You can view the API docs for this dataset, and also get the API endpoint link - note the endpoint link because we will need it next.
In a new file, go ahead and import the requests library, as well as your app token and the endpoint link.
import requests
NYC_OPEN_DATA_API_KEY = 'xxxxxxxxxxx'
endpoint = 'https://data.cityofnewyork.us/resource/erm2-nwe9.json'
As always, I would caution everyone to keep their App tokens(or any api keys) in some kind of configuration file or as an environment variable outside of your program. I like Python-decouple for this.
Now we can make a basic GET request for the data, adding the App token to the request as a header.
headers={'X-App-Token': NYC_OPEN_DATA_API_KEY}
result = requests.get(endpoint, headers=headers)
Notice at the end of the API endpoint, I've used the .json
extension, so the returned results will be in JSON format.
The requests library has a built-in JSON decoder, so you can simply call result.json()
to access the data.
Let's look at the first row.
result.json()[0]
{'unique_key': '45451683',
'created_date': '2020-01-23T01:59:26.000',
'agency': 'NYPD',
'agency_name': 'New York City Police Department',
'complaint_type': 'Noise - Residential',
'descriptor': 'Banging/Pounding',
'location_type': 'Residential Building/House',
'incident_zip': '10470',
'incident_address': 'XXX EAST XXX STREET',
'street_name': 'EAST XXX STREET',
'cross_street_1': 'XXX AVENUE',
'cross_street_2': 'XXX AVENUE',
'intersection_street_1': 'XXX AVENUE',
'intersection_street_2': 'XXX AVENUE',
'city': 'BRONX',
'landmark': 'EAST XXX STREET',
'status': 'In Progress',
'community_board': '12 BRONX',
'bbl': '2033820050',
'borough': 'BRONX',
'x_coordinate_state_plane': '1021274',
'y_coordinate_state_plane': '266111',
'open_data_channel_type': 'MOBILE',
'park_facility_name': 'Unspecified',
'park_borough': 'BRONX',
'latitude': '40.89700924172494',
'longitude': '-73.86607891380385',
'location': {'latitude': '40.89700924172494',
'longitude': '-73.86607891380385',
'human_address': '{"address": "", "city": "", "state": "", "zip": ""}'},
':@computed_region_efsh_h5xi': '11608',
':@computed_region_f5dn_yrer': '29',
':@computed_region_yeji_bk3q': '5',
':@computed_region_92fq_4b7q': '40',
':@computed_region_sbqj_enih': '30'}
Note: I've edited this data a bit - specifically street addresses and cross streets - just to make it a bit less easily identifiable.

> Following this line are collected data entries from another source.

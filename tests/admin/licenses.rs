use axum::http::StatusCode;
use serde_json::json;

#[path = "../common/mod.rs"]
mod common;
use common::*;

/// Set up a customer and licensed product.
fn setup() -> (AppState, String, Customer, Product) {
    let state = create_test_app_state();
    let (api_key, customer, product) = {
        let conn = state.db.get().unwrap();
        let api_key = create_test_api_key(&conn);
        let customer = create_test_customer(&conn, "jane@example.com");
        let product = create_test_product(&conn, "Pro Plugin");
        (api_key, customer, product)
    };
    (state, api_key, customer, product)
}

#[tokio::test]
async fn test_create_license_defaults_expiration_from_product_term() {
    let (state, key, customer, product) = setup();
    let app = admin_app(state);

    let response = admin_request(
        &app,
        "POST",
        "/admin/licenses",
        &key,
        Some(json!({ "customer_id": customer.id, "product_id": product.id })),
    )
    .await;
    let body = assert_json(response, StatusCode::OK).await;
    assert_eq!(body["status"], "inactive");
    assert_eq!(body["key"].as_str().unwrap().len(), 32);
    let expiration = body["expiration"].as_i64().unwrap();
    // Product term is 365 days; allow slack for test runtime.
    assert!((expiration - future_timestamp(ONE_YEAR)).abs() < 60);
}

#[tokio::test]
async fn test_create_license_null_expiration_means_lifetime() {
    let (state, key, customer, product) = setup();
    let app = admin_app(state);

    let response = admin_request(
        &app,
        "POST",
        "/admin/licenses",
        &key,
        Some(json!({
            "customer_id": customer.id,
            "product_id": product.id,
            "expiration": null
        })),
    )
    .await;
    let body = assert_json(response, StatusCode::OK).await;
    assert!(body["expiration"].is_null());
}

#[tokio::test]
async fn test_create_license_requires_licensing_enabled() {
    let (state, key, customer, _product) = setup();
    let plain = {
        let conn = state.db.get().unwrap();
        create_test_unlicensed_product(&conn, "Ebook")
    };
    let app = admin_app(state);

    let response = admin_request(
        &app,
        "POST",
        "/admin/licenses",
        &key,
        Some(json!({ "customer_id": customer.id, "product_id": plain.id })),
    )
    .await;
    let body = assert_json(response, StatusCode::BAD_REQUEST).await;
    assert_eq!(body["details"], "Product does not have licensing enabled");
}

#[tokio::test]
async fn test_create_license_rejects_mismatched_subscription() {
    let (state, key, customer, product) = setup();
    let other_sub = {
        let conn = state.db.get().unwrap();
        let other = create_test_customer(&conn, "other@example.com");
        create_test_subscription(&conn, &other, &product, "manual", None)
    };
    let app = admin_app(state);

    let response = admin_request(
        &app,
        "POST",
        "/admin/licenses",
        &key,
        Some(json!({
            "customer_id": customer.id,
            "product_id": product.id,
            "subscription_id": other_sub.id
        })),
    )
    .await;
    let body = assert_json(response, StatusCode::BAD_REQUEST).await;
    assert_eq!(
        body["details"],
        "Subscription belongs to a different customer or product"
    );
}

#[tokio::test]
async fn test_license_detail_shape() {
    let (state, key, customer, product) = setup();
    let license = {
        let conn = state.db.get().unwrap();
        let license =
            create_test_license(&conn, &customer.id, &product.id, Some(future_timestamp(30)));
        licensing::activate_site(&conn, &state.cache, &license, &product, "example.com").unwrap();
        licensing::activate_site(&conn, &state.cache, &license, &product, "localhost").unwrap();
        queries::upsert_license_meta(&conn, &license.id, "order_ref", "ord_42").unwrap();
        license
    };
    let app = admin_app(state);

    let response = admin_request(
        &app,
        "GET",
        &format!("/admin/licenses/{}", license.id),
        &key,
        None,
    )
    .await;
    let body = assert_json(response, StatusCode::OK).await;
    assert_eq!(body["id"], license.id.as_str());
    assert_eq!(body["product_name"], "Pro Plugin");
    assert_eq!(body["activations"].as_array().unwrap().len(), 2);
    assert_eq!(body["site_count"], 1, "local sites are not counted");
    assert_eq!(body["meta"][0]["meta_key"], "order_ref");
    assert_eq!(body["meta"][0]["meta_value"], "ord_42");
}

#[tokio::test]
async fn test_list_licenses_filters() {
    let (state, key, customer, product) = setup();
    let target_key = {
        let conn = state.db.get().unwrap();
        let first =
            create_test_license(&conn, &customer.id, &product.id, Some(future_timestamp(30)));
        let second =
            create_test_license(&conn, &customer.id, &product.id, Some(future_timestamp(30)));
        queries::upsert_license_meta(&conn, &second.id, "origin", "migration").unwrap();
        first.key
    };
    let app = admin_app(state);

    let response = admin_request(
        &app,
        "GET",
        &format!("/admin/licenses?key={}", target_key),
        &key,
        None,
    )
    .await;
    let body = assert_json(response, StatusCode::OK).await;
    assert_eq!(body["total"], 1);
    assert_eq!(body["items"][0]["key"], target_key.as_str());
    assert_eq!(body["items"][0]["product_name"], "Pro Plugin");

    let response = admin_request(
        &app,
        "GET",
        "/admin/licenses?meta_key=origin&meta_value=migration",
        &key,
        None,
    )
    .await;
    let body = assert_json(response, StatusCode::OK).await;
    assert_eq!(body["total"], 1);

    let response = admin_request(&app, "GET", "/admin/licenses?status=inactive", &key, None).await;
    let body = assert_json(response, StatusCode::OK).await;
    assert_eq!(body["total"], 2);
}

#[tokio::test]
async fn test_update_license_limit_and_reinherit() {
    let (state, key, customer, product) = setup();
    let license = {
        let conn = state.db.get().unwrap();
        create_test_license(&conn, &customer.id, &product.id, Some(future_timestamp(30)))
    };
    let app = admin_app(state);

    let response = admin_request(
        &app,
        "PATCH",
        &format!("/admin/licenses/{}", license.id),
        &key,
        Some(json!({ "activation_limit": 10 })),
    )
    .await;
    let body = assert_json(response, StatusCode::OK).await;
    assert_eq!(body["activation_limit"], 10);

    let response = admin_request(
        &app,
        "PATCH",
        &format!("/admin/licenses/{}", license.id),
        &key,
        Some(json!({ "activation_limit": -2 })),
    )
    .await;
    assert_eq!(response.status(), StatusCode::BAD_REQUEST);

    // `null` drops the override and re-inherits the product limit.
    let response = admin_request(
        &app,
        "PATCH",
        &format!("/admin/licenses/{}", license.id),
        &key,
        Some(json!({ "activation_limit": null })),
    )
    .await;
    let body = assert_json(response, StatusCode::OK).await;
    assert!(body["activation_limit"].is_null());
}

#[tokio::test]
async fn test_disable_and_enable_license() {
    let (state, key, customer, product) = setup();
    let license = {
        let conn = state.db.get().unwrap();
        let license =
            create_test_license(&conn, &customer.id, &product.id, Some(future_timestamp(30)));
        licensing::activate_site(&conn, &state.cache, &license, &product, "example.com").unwrap();
        license
    };
    let app = admin_app(state.clone());

    let response = admin_request(
        &app,
        "PATCH",
        &format!("/admin/licenses/{}", license.id),
        &key,
        Some(json!({ "status": "disabled" })),
    )
    .await;
    let body = assert_json(response, StatusCode::OK).await;
    assert_eq!(body["status"], "disabled");

    // Re-enabling lands back on `active` because a site is activated.
    let response = admin_request(
        &app,
        "PATCH",
        &format!("/admin/licenses/{}", license.id),
        &key,
        Some(json!({ "status": "enabled" })),
    )
    .await;
    let body = assert_json(response, StatusCode::OK).await;
    assert_eq!(body["status"], "active");
}

#[tokio::test]
async fn test_enable_lapsed_license_lands_on_expired() {
    let (state, key, customer, product) = setup();
    let license = {
        let conn = state.db.get().unwrap();
        let license =
            create_test_license(&conn, &customer.id, &product.id, Some(past_timestamp(5)));
        licensing::disable_license(&conn, &state.cache, &license).unwrap()
    };
    let app = admin_app(state);

    let response = admin_request(
        &app,
        "PATCH",
        &format!("/admin/licenses/{}", license.id),
        &key,
        Some(json!({ "status": "enabled" })),
    )
    .await;
    let body = assert_json(response, StatusCode::OK).await;
    assert_eq!(body["status"], "expired");
}

#[tokio::test]
async fn test_renew_license_extends_by_product_term() {
    let (state, key, customer, product) = setup();
    let (license_id, old_expiration) = {
        let conn = state.db.get().unwrap();
        let license =
            create_test_license(&conn, &customer.id, &product.id, Some(future_timestamp(30)));
        (license.id, license.expiration.unwrap())
    };
    let app = admin_app(state);

    let response = admin_request(
        &app,
        "POST",
        &format!("/admin/licenses/{}/renew", license_id),
        &key,
        None,
    )
    .await;
    let body = assert_json(response, StatusCode::OK).await;
    let renewed = body["expiration"].as_i64().unwrap();
    assert_eq!(renewed, old_expiration + ONE_YEAR * 86400);

    let response = admin_request(
        &app,
        "GET",
        &format!("/admin/licenses/{}", license_id),
        &key,
        None,
    )
    .await;
    let body = assert_json(response, StatusCode::OK).await;
    assert!(body["notes"].as_str().unwrap().contains("License renewed"));
}

#[tokio::test]
async fn test_regenerate_key_replaces_the_key() {
    let (state, key, customer, product) = setup();
    let license = {
        let conn = state.db.get().unwrap();
        create_test_license(&conn, &customer.id, &product.id, Some(future_timestamp(30)))
    };
    let app = admin_app(state.clone());

    let response = admin_request(
        &app,
        "POST",
        &format!("/admin/licenses/{}/regenerate", license.id),
        &key,
        None,
    )
    .await;
    let body = assert_json(response, StatusCode::OK).await;
    let new_key = body["key"].as_str().unwrap().to_string();
    assert_ne!(new_key, license.key);
    assert_eq!(new_key.len(), 32);

    let conn = state.db.get().unwrap();
    assert!(
        queries::get_license_by_key(&conn, &license.key).unwrap().is_none(),
        "the old key no longer resolves"
    );
}

#[tokio::test]
async fn test_license_meta_crud() {
    let (state, key, customer, product) = setup();
    let license = {
        let conn = state.db.get().unwrap();
        create_test_license(&conn, &customer.id, &product.id, Some(future_timestamp(30)))
    };
    let app = admin_app(state);
    let meta_uri = format!("/admin/licenses/{}/meta/order_ref", license.id);

    let response = admin_request(&app, "GET", &meta_uri, &key, None).await;
    assert_eq!(response.status(), StatusCode::NOT_FOUND);

    let response =
        admin_request(&app, "PUT", &meta_uri, &key, Some(json!({ "value": "ord_42" }))).await;
    let body = assert_json(response, StatusCode::OK).await;
    assert_eq!(body["meta_key"], "order_ref");
    assert_eq!(body["meta_value"], "ord_42");

    // PUT on the same key overwrites.
    let response =
        admin_request(&app, "PUT", &meta_uri, &key, Some(json!({ "value": "ord_43" }))).await;
    let body = assert_json(response, StatusCode::OK).await;
    assert_eq!(body["meta_value"], "ord_43");

    let response = admin_request(&app, "GET", &meta_uri, &key, None).await;
    let body = assert_json(response, StatusCode::OK).await;
    assert_eq!(body["meta_value"], "ord_43");

    let response = admin_request(&app, "DELETE", &meta_uri, &key, None).await;
    let body = assert_json(response, StatusCode::OK).await;
    assert_eq!(body["success"], true);

    let response = admin_request(&app, "DELETE", &meta_uri, &key, None).await;
    assert_eq!(response.status(), StatusCode::NOT_FOUND);
}

#[tokio::test]
async fn test_force_remove_activation() {
    let (state, key, customer, product) = setup();
    let (license_id, activation_id) = {
        let conn = state.db.get().unwrap();
        let license =
            create_test_license(&conn, &customer.id, &product.id, Some(future_timestamp(30)));
        let outcome =
            licensing::activate_site(&conn, &state.cache, &license, &product, "example.com")
                .unwrap();
        let licensing::ActivationOutcome::Activated(activation) = outcome else {
            panic!("activation did not apply");
        };
        (license.id, activation.id)
    };
    let app = admin_app(state.clone());

    let response = admin_request(
        &app,
        "DELETE",
        &format!("/admin/licenses/{}/activations/{}", license_id, activation_id),
        &key,
        None,
    )
    .await;
    let body = assert_json(response, StatusCode::OK).await;
    assert_eq!(body["success"], true);

    let conn = state.db.get().unwrap();
    let license = queries::get_license_by_id(&conn, &license_id).unwrap().unwrap();
    assert_eq!(license.status, LicenseStatus::Inactive, "last site released");
    assert_eq!(queries::count_site_activations(&conn, &license_id).unwrap(), 0);
}

#[tokio::test]
async fn test_remove_activation_from_wrong_license_is_404() {
    let (state, key, customer, product) = setup();
    let (other_license_id, activation_id) = {
        let conn = state.db.get().unwrap();
        let first =
            create_test_license(&conn, &customer.id, &product.id, Some(future_timestamp(30)));
        let second =
            create_test_license(&conn, &customer.id, &product.id, Some(future_timestamp(30)));
        let outcome = licensing::activate_site(&conn, &state.cache, &first, &product, "example.com")
            .unwrap();
        let licensing::ActivationOutcome::Activated(activation) = outcome else {
            panic!("activation did not apply");
        };
        (second.id, activation.id)
    };
    let app = admin_app(state);

    let response = admin_request(
        &app,
        "DELETE",
        &format!(
            "/admin/licenses/{}/activations/{}",
            other_license_id, activation_id
        ),
        &key,
        None,
    )
    .await;
    let body = assert_json(response, StatusCode::NOT_FOUND).await;
    assert_eq!(body["details"], "Activation not found");
}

In the docs you can find information about each of these fields and which data type each field is.
For example, the created_date
field is a floating timestamp, and the agency_name
field is a text field.
If you wanted to get this data in another format, such as XML, you could change the ending of the endpoint to '.xml'.
endpoint = 'https://data.cityofnewyork.us/resource/erm2-nwe9.xml'
And then parse the response in your preferred way.
Filtering data
You can filter data either by using Simple Filters or SoQL Queries.
Simple equality filters
To perform a simple equality filter, you just use the field name and value you want to filter by.

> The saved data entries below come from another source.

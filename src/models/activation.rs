use serde::{Deserialize, Serialize};

/// A site (install) activated against a license.
#[derive(Debug, Clone, Serialize, Deserialize)]
pub struct Activation {
    pub id: String,
    pub license_id: String,
    /// Normalized form: scheme and `www.` stripped, no trailing slash.
    pub site_url: String,
    /// Local/staging sites are recorded but never count against the
    /// activation limit.
    pub is_local: bool,
    pub activated_at: i64,
    pub last_seen_at: i64,
}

endpoint = 'https://data.cityofnewyork.us/resource/erm2-nwe9.json?complaint_type={}'.format("HEAT/HOT WATER")
The part after the '?' is the filter:
complaint_type=HEAT/HOT WATER
Here I am querying for complaint_type
and am looking for complaints about heat and hot water.

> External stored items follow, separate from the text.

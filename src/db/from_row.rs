//! Row mapping trait and helpers for reducing boilerplate in queries.
//!
//! This module provides a `FromRow` trait that models can implement to
//! define how they are constructed from database rows, plus helper functions
//! for common query patterns.

use rusqlite::{Connection, OptionalExtension, Row, ToSql};

use crate::models::*;

/// Parse a string column into an enum type, converting parse errors to rusqlite errors.
///
/// This provides graceful error handling instead of panicking when database
/// contains invalid enum values (from corruption, migration errors, etc.).
fn parse_enum<T: std::str::FromStr>(row: &Row, col: usize, col_name: &str) -> rusqlite::Result<T> {
    row.get::<_, String>(col)?.parse::<T>().map_err(|_| {
        rusqlite::Error::InvalidColumnType(col, col_name.to_string(), rusqlite::types::Type::Text)
    })
}

/// Parse a nullable string column into an optional enum type.
fn parse_enum_opt<T: std::str::FromStr>(
    row: &Row,
    col: usize,
    col_name: &str,
) -> rusqlite::Result<Option<T>> {
    match row.get::<_, Option<String>>(col)? {
        None => Ok(None),
        Some(s) => s.parse::<T>().map(Some).map_err(|_| {
            rusqlite::Error::InvalidColumnType(
                col,
                col_name.to_string(),
                rusqlite::types::Type::Text,
            )
        }),
    }
}

/// Trait for constructing a type from a database row.
///
/// Implementing this trait allows using the `query_one` and `query_all`
/// helper functions, reducing repetitive row mapping closures.
pub trait FromRow: Sized {
    /// Construct an instance from a database row.
    fn from_row(row: &Row) -> rusqlite::Result<Self>;
}

/// Query for a single optional result.
pub fn query_one<T: FromRow>(
    conn: &Connection,
    sql: &str,
    params: &[&dyn ToSql],
) -> crate::error::Result<Option<T>> {
    conn.query_row(sql, params, T::from_row)
        .optional()
        .map_err(Into::into)
}

/// Query for multiple results.
pub fn query_all<T: FromRow>(
    conn: &Connection,
    sql: &str,
    params: &[&dyn ToSql],
) -> crate::error::Result<Vec<T>> {
    let mut stmt = conn.prepare(sql)?;
    let rows = stmt
        .query_map(params, T::from_row)?
        .collect::<std::result::Result<Vec<_>, _>>()?;
    Ok(rows)
}

// ============ SQL SELECT Constants ============

pub const CUSTOMER_COLS: &str = "id, email, name, created_at, updated_at";

pub const PRODUCT_COLS: &str = "id, name, slug, version, price_cents, currency, signup_fee_cents, trial_days, billing_period, bill_times, licensing_enabled, activation_limit, license_length_days, changelog, package_url, created_at, updated_at";

pub const SUBSCRIPTION_COLS: &str = "id, customer_id, product_id, period, initial_amount_cents, recurring_amount_cents, currency, bill_times, times_billed, trial_days, gateway, profile_id, status, created_at, expiration, notes, updated_at";

pub const PAYMENT_COLS: &str =
    "id, subscription_id, amount_cents, currency, gateway, transaction_id, payment_type, created_at";

pub const LICENSE_COLS: &str = "id, key, customer_id, product_id, subscription_id, status, activation_limit, expiration, notes, created_at, updated_at";

pub const LICENSE_WITH_PRODUCT_COLS: &str = "l.id, l.key, l.customer_id, l.product_id, l.subscription_id, l.status, l.activation_limit, l.expiration, l.notes, l.created_at, l.updated_at, p.name";

pub const LICENSE_META_COLS: &str =
    "id, license_id, meta_key, meta_value, created_at, updated_at";

pub const ACTIVATION_COLS: &str =
    "id, license_id, site_url, is_local, activated_at, last_seen_at";

pub const API_KEY_COLS: &str =
    "id, name, key_prefix, key_hash, created_at, last_used_at, revoked_at";

// ============ FromRow Implementations ============

impl FromRow for Customer {
    fn from_row(row: &Row) -> rusqlite::Result<Self> {
        Ok(Customer {
            id: row.get(0)?,
            email: row.get(1)?,
            name: row.get(2)?,
            created_at: row.get(3)?,
            updated_at: row.get(4)?,
        })
    }
}

impl FromRow for Product {
    fn from_row(row: &Row) -> rusqlite::Result<Self> {
        Ok(Product {
            id: row.get(0)?,
            name: row.get(1)?,
            slug: row.get(2)?,
            version: row.get(3)?,
            price_cents: row.get(4)?,
            currency: row.get(5)?,
            signup_fee_cents: row.get(6)?,
            trial_days: row.get(7)?,
            billing_period: parse_enum_opt(row, 8, "billing_period")?,
            bill_times: row.get(9)?,
            licensing_enabled: row.get::<_, i32>(10)? != 0,
            activation_limit: row.get(11)?,
            license_length_days: row.get(12)?,
            changelog: row.get(13)?,
            package_url: row.get(14)?,
            created_at: row.get(15)?,
            updated_at: row.get(16)?,
        })
    }
}

impl FromRow for Subscription {
    fn from_row(row: &Row) -> rusqlite::Result<Self> {
        Ok(Subscription {
            id: row.get(0)?,
            customer_id: row.get(1)?,
            product_id: row.get(2)?,
            period: parse_enum(row, 3, "period")?,
            initial_amount_cents: row.get(4)?,
            recurring_amount_cents: row.get(5)?,
            currency: row.get(6)?,
            bill_times: row.get(7)?,
            times_billed: row.get(8)?,
            trial_days: row.get(9)?,
            gateway: row.get(10)?,
            profile_id: row.get(11)?,
            status: parse_enum(row, 12, "status")?,
            created_at: row.get(13)?,
            expiration: row.get(14)?,
            notes: row.get(15)?,
            updated_at: row.get(16)?,
        })
    }
}

impl FromRow for Payment {
    fn from_row(row: &Row) -> rusqlite::Result<Self> {
        let type_str: String = row.get(6)?;
        let payment_type = PaymentType::from_str(&type_str).ok_or_else(|| {
            rusqlite::Error::InvalidColumnType(
                6,
                "payment_type".to_string(),
                rusqlite::types::Type::Text,
            )
        })?;
        Ok(Payment {
            id: row.get(0)?,
            subscription_id: row.get(1)?,
            amount_cents: row.get(2)?,
            currency: row.get(3)?,
            gateway: row.get(4)?,
            transaction_id: row.get(5)?,
            payment_type,
            created_at: row.get(7)?,
        })
    }
}

impl FromRow for License {
    fn from_row(row: &Row) -> rusqlite::Result<Self> {
        Ok(License {
            id: row.get(0)?,
            key: row.get(1)?,
            customer_id: row.get(2)?,
            product_id: row.get(3)?,
            subscription_id: row.get(4)?,
            status: parse_enum(row, 5, "status")?,
            activation_limit: row.get(6)?,
            expiration: row.get(7)?,
            notes: row.get(8)?,
            created_at: row.get(9)?,
            updated_at: row.get(10)?,
        })
    }
}

impl FromRow for LicenseWithProduct {
    fn from_row(row: &Row) -> rusqlite::Result<Self> {
        Ok(LicenseWithProduct {
            license: License::from_row(row)?,
            product_name: row.get(11)?,
        })
    }
}

impl FromRow for LicenseMeta {
    fn from_row(row: &Row) -> rusqlite::Result<Self> {
        Ok(LicenseMeta {
            id: row.get(0)?,
            license_id: row.get(1)?,
            meta_key: row.get(2)?,
            meta_value: row.get(3)?,
            created_at: row.get(4)?,
            updated_at: row.get(5)?,
        })
    }
}

impl FromRow for Activation {
    fn from_row(row: &Row) -> rusqlite::Result<Self> {
        Ok(Activation {
            id: row.get(0)?,
            license_id: row.get(1)?,
            site_url: row.get(2)?,
            is_local: row.get::<_, i32>(3)? != 0,
            activated_at: row.get(4)?,
            last_seen_at: row.get(5)?,
        })
    }
}

impl FromRow for ApiKey {
    fn from_row(row: &Row) -> rusqlite::Result<Self> {
        Ok(ApiKey {
            id: row.get(0)?,
            name: row.get(1)?,
            key_prefix: row.get(2)?,
            key_hash: row.get(3)?,
            created_at: row.get(4)?,
            last_used_at: row.get(5)?,
            revoked_at: row.get(6)?,
        })
    }
}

Look at the data to see what the value looks like for whatever you're trying to filter by, so that you can match it correctly.
SoQL Queries
Socrata Query Language, or SoQL, is similar to SQL and allows you to create a query using parameters such as $select
, $where
, $order
, $group
, $having
and others that you might be familiar with if you have used SQL.
The $q
parameter can be used to perform a full text search for a value.
Check out the docs for more.
A couple of other parameters available are $limit
and $offset
which we will use in the next section on pagination.
Heat and hot water complaints in the last five days
If I wanted to filter for heat and hot water complaints that were created within the past five days, I would use a SoQL query.
from datetime import datetime,timedelta
five_days_ago = datetime.date(datetime.now()) - timedelta(5)
endpoint = "https://data.cityofnewyork.us/resource/erm2-nwe9.json?$select=created_date,complaint_type,city,status&$where=created_date>='{}'&complaint_type={}".format(str(five_days_ago),"HEAT/HOT WATER")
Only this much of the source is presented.